The author has heard reference of a State of Texas standardized testing statistic that demands consideration. If a student fails a standardized test in math or reading two consecutive years, there is between an 80 to 100 percent probability that that student will never pass that core assessment, again. Translation: If a student fails the math OR reading grade level math standardized state assessment in both third and fourth grades – an assessment that middle and affluent income students pass with relative ease -- that non-passing at risk child has a four out of five chance NEVER to pass that grade level examination, again. Now, after that student graduates high school, assuming, of course, they graduate high school, what are these consecutive non-passing students’ options? Community college or university? I think many educators and non-educators would agree that post high school university education is possible, but highly unlikely for public school students that are not capable of passing grade level assessments. Furthermore, consider how many Title 1 elementary schools possess student testing failure rates between 30 and 70 percent in math and/or reading – and then consider the number of at-risk children starting fifth (5th) grade that will never pass a grade level standardized assessment, again! ‘Houston, we have a problem' – but, for the last 7 decades!

Furthermore, when Title 1 campus elementary administrators are NOT able to raise student achievement with their programs and methodology to any comparable level with non-Title 1 schools for two to three school years, then they are effectively campus physical plant managers --- ensuring that the lights are on and the water is running. If that is the case, then why are those campus administrators compensated between two to three times more money each school year than a classroom teacher?
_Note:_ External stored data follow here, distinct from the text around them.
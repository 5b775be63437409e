//! Recursive character splitting.
//!
//! Tries paragraph breaks first, then line breaks, then spaces, and only cuts
//! between arbitrary characters when a piece still exceeds the chunk size.
//! Separators stay attached to the start of the piece that follows them, so
//! every passage is a contiguous substring of its source text.

use super::{ChunkingConfig, Passage, PassageMetadata, SourceText};
use crate::error::{DocqaError, Result};
use std::collections::VecDeque;
use tracing::{debug, warn};

const DEFAULT_SEPARATORS: [&str; 4] = ["\n\n", "\n", " ", ""];

/// Boundary-aware text splitter with overlap.
#[derive(Debug, Clone)]
pub struct TextSplitter {
    config: ChunkingConfig,
    separators: Vec<String>,
}

impl TextSplitter {
    pub fn new(config: ChunkingConfig) -> Self {
        Self {
            config,
            separators: DEFAULT_SEPARATORS.iter().map(|s| s.to_string()).collect(),
        }
    }

    pub fn config(&self) -> ChunkingConfig {
        self.config
    }

    /// Split a single text into passages that all carry `source`.
    ///
    /// Empty or whitespace-only input is an error rather than zero passages.
    pub fn split_text(&self, text: &str, source: Option<&str>) -> Result<Vec<Passage>> {
        if text.trim().is_empty() {
            return Err(DocqaError::EmptyInput(format!(
                "no text to index from {}",
                source.unwrap_or("input")
            )));
        }
        Ok(self.passages(text, source.map(str::to_string), None))
    }

    /// Split each segment independently, keeping each segment's provenance.
    ///
    /// Blank segments (e.g. image-only PDF pages) contribute no passages.
    pub fn split_segments(&self, segments: &[SourceText]) -> Vec<Passage> {
        let passages: Vec<Passage> = segments
            .iter()
            .filter(|segment| !segment.text.trim().is_empty())
            .flat_map(|segment| self.passages(&segment.text, segment.source.clone(), segment.page))
            .collect();

        debug!("Split {} segments into {} passages", segments.len(), passages.len());
        passages
    }

    fn passages(&self, text: &str, source: Option<String>, page: Option<u32>) -> Vec<Passage> {
        let chunks = self.split_recursive(text, &self.separators);

        let mut passages = Vec::with_capacity(chunks.len());
        let mut previous: Option<(usize, usize)> = None;

        for chunk in chunks {
            // A passage starts after the previous one and shares at most
            // `chunk_overlap` characters with it.
            let search_from = match previous {
                Some((start, len)) => next_char_boundary(text, start)
                    .max(chars_back(text, start + len, self.config.chunk_overlap())),
                None => 0,
            };
            let start_index = text[search_from..]
                .find(chunk.as_str())
                .map(|pos| search_from + pos)
                .or_else(|| text.find(chunk.as_str()))
                .unwrap_or(0);

            previous = Some((start_index, chunk.len()));
            passages.push(Passage::new(
                chunk,
                PassageMetadata {
                    source: source.clone(),
                    page,
                    start_index,
                },
            ));
        }

        passages
    }

    fn split_recursive(&self, text: &str, separators: &[String]) -> Vec<String> {
        let mut separator = separators.last().map(String::as_str).unwrap_or("");
        let mut remaining: &[String] = &[];

        for (i, candidate) in separators.iter().enumerate() {
            if candidate.is_empty() {
                separator = "";
                break;
            }
            if text.contains(candidate.as_str()) {
                separator = candidate;
                remaining = &separators[i + 1..];
                break;
            }
        }

        let mut chunks = Vec::new();
        let mut good_splits: Vec<&str> = Vec::new();

        for split in split_keeping_separator(text, separator) {
            if char_len(split) < self.config.chunk_size() {
                good_splits.push(split);
                continue;
            }

            if !good_splits.is_empty() {
                chunks.extend(self.merge_splits(&good_splits));
                good_splits.clear();
            }

            if remaining.is_empty() {
                chunks.push(split.to_string());
            } else {
                chunks.extend(self.split_recursive(split, remaining));
            }
        }

        if !good_splits.is_empty() {
            chunks.extend(self.merge_splits(&good_splits));
        }

        chunks
    }

    /// Greedily pack splits into chunks, carrying trailing splits over as overlap.
    fn merge_splits(&self, splits: &[&str]) -> Vec<String> {
        let size = self.config.chunk_size();
        let overlap = self.config.chunk_overlap();

        let mut docs = Vec::new();
        let mut current: VecDeque<&str> = VecDeque::new();
        let mut total = 0usize;

        for split in splits {
            let len = char_len(split);

            if total + len > size {
                if total > size {
                    warn!("Created a chunk of size {}, larger than {}", total, size);
                }
                if !current.is_empty() {
                    push_trimmed(&mut docs, &current);

                    while total > overlap || (total + len > size && total > 0) {
                        match current.pop_front() {
                            Some(first) => total -= char_len(first),
                            None => break,
                        }
                    }
                }
            }

            current.push_back(split);
            total += len;
        }

        push_trimmed(&mut docs, &current);
        docs
    }
}

fn push_trimmed(docs: &mut Vec<String>, current: &VecDeque<&str>) {
    let joined: String = current.iter().copied().collect();
    let trimmed = joined.trim();
    if !trimmed.is_empty() {
        docs.push(trimmed.to_string());
    }
}

/// Split `text` before every occurrence of `separator`; empty separator splits characters.
fn split_keeping_separator<'a>(text: &'a str, separator: &str) -> Vec<&'a str> {
    if separator.is_empty() {
        return text
            .char_indices()
            .map(|(i, c)| &text[i..i + c.len_utf8()])
            .collect();
    }

    let mut splits = Vec::new();
    let mut last = 0;
    for (idx, _) in text.match_indices(separator) {
        splits.push(&text[last..idx]);
        last = idx;
    }
    splits.push(&text[last..]);
    splits.retain(|s| !s.is_empty());
    splits
}

fn char_len(s: &str) -> usize {
    s.chars().count()
}

fn next_char_boundary(text: &str, index: usize) -> usize {
    index + text[index..].chars().next().map_or(0, char::len_utf8)
}

/// Byte index `n` characters before `end`.
fn chars_back(text: &str, end: usize, n: usize) -> usize {
    if n == 0 {
        return end;
    }
    text[..end]
        .char_indices()
        .rev()
        .nth(n - 1)
        .map(|(i, _)| i)
        .unwrap_or(0)
}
Undoubtedly, many classroom teachers would be willing to double their pay if the only requirement for principal was a competent physical plant manager.


The multiplication factor between the annual salary of a classroom teacher and a central office administrator is more outrageous – between two and seven times more in large urban school districts. If public school administrators cannot dramatically improve children's social and academic outcomes after two to three years at any management level, why are these administrators receiving these large salaries for continued non-performance?

I can imagine what the typical reader is thinking. What would change if we removed ineffectual administrators and placed them back into the classroom forfeiting their bloated annual salaries and associated retirement pension benefits? In one word, EVERYTHING! School principals and central office administrators would stop using the ideological curricular programs and instructional methodologies that have not been effective for multiple decades, if there was a personal accountable cost. Death and taxes are not the only certainty in this world. Trust me! A campus or central office administrator would be highly receptive to addressing students’ academic needs much more quickly, if NOT doing so was equally costly to their own professional capacity and financial plight. Instead, at-risk children singularly feel the social, academic brunt and later in their life, the economic ramifications from the failure of ineffective Title 1 campus leadership and curricular ideologies.